Photo/Illutration The widow of a Toyota Motor Corp. employee who killed himself after suffering depression speaks at a news conference in Nagoya on Sept. 16. (Haruka Ono)

NAGOYA--The high court here ruled on Sept. 16 that the 2010 suicide of a Toyota Motor Corp. employee was due to power harassment and overwork that plunged him into depression, overturning a lower court ruling that rejected any tie between his work and condition.

The Nagoya High Court, in its ruling, accepted a claim by the man’s bereaved family that his suicide should be certified as work related, saying the man developed depression because of being repeatedly castigated by his bosses and being assigned exhausting tasks.

“I’m glad that the court recognized my husband’s hard work and the power harassment he suffered,” the 50-year-old widow of the man said at a news conference.

The man, 40, joined Toyota Motor in 1990 and prepared the production of automobile parts.

In April 2008, he became a chief at auto parts production lines for the new model of Prius. He developed depression around October 2009, when he was in charge of car parts production preparation at a subsidiary in China, and committed suicide in January 2010.

The high court ruling noted that the man suffered mental stress due to demanding tasks overseas and work related to the production of the new Prius.

The court also assessed the impact of reprimands from his bosses on the man based on criteria for certifying work-related mental illness that were applied in June 2020, shortly before the Nagoya District Court rejected the plaintiff’s claim in a ruling issued the following month.
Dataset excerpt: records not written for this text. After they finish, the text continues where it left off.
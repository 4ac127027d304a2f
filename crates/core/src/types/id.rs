//! Product identifier type.

use core::fmt;

use serde::{Deserialize, Serialize};

/// Errors that can occur when parsing a [`ProductId`].
#[derive(thiserror::Error, Debug, Clone, PartialEq, Eq)]
pub enum ProductIdError {
    /// The input string is empty.
    #[error("product id cannot be empty")]
    Empty,
}

/// The unique key of a line item in the cart.
///
/// Product IDs come from the catalog as opaque strings. Two line items in a
/// cart never share a `ProductId`. The only constraint is that the ID is
/// non-empty; catalog IDs of any length round-trip through storage.
///
/// ## Examples
///
/// ```
/// use gomarketplace_core::ProductId;
///
/// assert!(ProductId::parse("prod-1").is_ok());
/// assert!(ProductId::parse("").is_err());
/// ```
#[derive(Debug, Clone, Serialize, Deserialize, PartialEq, Eq, Hash, PartialOrd, Ord)]
#[serde(try_from = "String", into = "String")]
pub struct ProductId(String);

impl ProductId {
    /// Parse a `ProductId` from a string.
    ///
    /// # Errors
    ///
    /// Returns `ProductIdError::Empty` if the input is empty.
    pub fn parse(s: &str) -> Result<Self, ProductIdError> {
        Self::validate(s)?;
        Ok(Self(s.to_owned()))
    }

    const fn validate(s: &str) -> Result<(), ProductIdError> {
        if s.is_empty() {
            return Err(ProductIdError::Empty);
        }
        Ok(())
    }

    /// Returns the ID as a string slice.
    #[must_use]
    pub fn as_str(&self) -> &str {
        &self.0
    }
}

impl fmt::Display for ProductId {
    fn fmt(&self, f: &mut fmt::Formatter<'_>) -> fmt::Result {
        f.write_str(&self.0)
    }
}

impl std::str::FromStr for ProductId {
    type Err = ProductIdError;

    fn from_str(s: &str) -> Result<Self, Self::Err> {
        Self::parse(s)
    }
}

impl TryFrom<String> for ProductId {
    type Error = ProductIdError;

    fn try_from(s: String) -> Result<Self, Self::Error> {
        Self::validate(&s)?;
        Ok(Self(s))
    }
}

impl From<ProductId> for String {
    fn from(id: ProductId) -> Self {
        id.0
    }
}

impl AsRef<str> for ProductId {
    fn as_ref(&self) -> &str {
        &self.0
    }
}

#[cfg(test)]
#[allow(clippy::unwrap_used)]
mod tests {
    use super::*;

    #[test]
    fn test_parse_valid() {
        assert!(ProductId::parse("1").is_ok());
        assert!(ProductId::parse("a3f1c0de-9b4e").is_ok());
        assert!(ProductId::parse(" padded ").is_ok());
    }

    #[test]
    fn test_parse_empty() {
        assert_eq!(ProductId::parse(""), Err(ProductIdError::Empty));
    }

    #[test]
    fn test_parse_long_id() {
        let long = "x".repeat(4096);
        assert_eq!(ProductId::parse(&long).unwrap().as_str(), long);
    }

    #[test]
    fn test_display() {
        let id = ProductId::parse("sku-42").unwrap();
        assert_eq!(id.to_string(), "sku-42");
    }

    #[test]
    fn test_serde_is_plain_string() {
        let id = ProductId::parse("sku-42").unwrap();
        assert_eq!(serde_json::to_string(&id).unwrap(), "\"sku-42\"");
    }

    #[test]
    fn test_deserialize_long_id() {
        let long = "x".repeat(300);
        let id: ProductId = serde_json::from_str(&format!("\"{long}\"")).unwrap();
        assert_eq!(id.as_str(), long);
    }

    #[test]
    fn test_deserialize_rejects_empty() {
        assert!(serde_json::from_str::<ProductId>("\"\"").is_err());
    }
}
The high court ruling recognized the reprimands from the bosses, involving shouting at the man in front of his colleagues, as mental attacks that went beyond a socially acceptable level.

The high court ruled that the man suffered “strong” mental stress after he had repeatedly faced such severe admonishments for nearly a year.

The latest ruling also noted that there were “chronic malfunctions” at automated car parts assembly lines for the Prius that the man had been assigned to between around April 2008 and September 2009.

The ruling said Toyota prioritized starting the mass production of the model as scheduled despite anticipated malfunctions at the assembly lines where the automaker was introducing a new advanced approach.

As a result, the man was tormented by being caught in the middle between his bosses at the head office and staff on the production lines, according to the ruling.

The Toyota Labor Standards Inspection Office in Aichi Prefecture said it will decide on its response to the ruling after examining it and discussing the matter with related organizations.

“We regret that we, as a company, failed to listen to the voice of the employee and reach out to him,” said a Toyota Motor public relations official. “We will continue making efforts to create an open corporate culture where all employees can work with a sense of security.”

The health ministry revised the criteria for certifying work-related mental illnesses to add "power harassment."

The Nagoya District Court, in its ruling in July 2020, ruled that reprimands from the man’s bosses and mental stress from his work were not severe enough to cause mental illness based on the criteria before the revisions were applied in June that year.

It dismissed the plaintiff’s claim by concluding that there was no causal relationship between the onset of the man's depression and his job.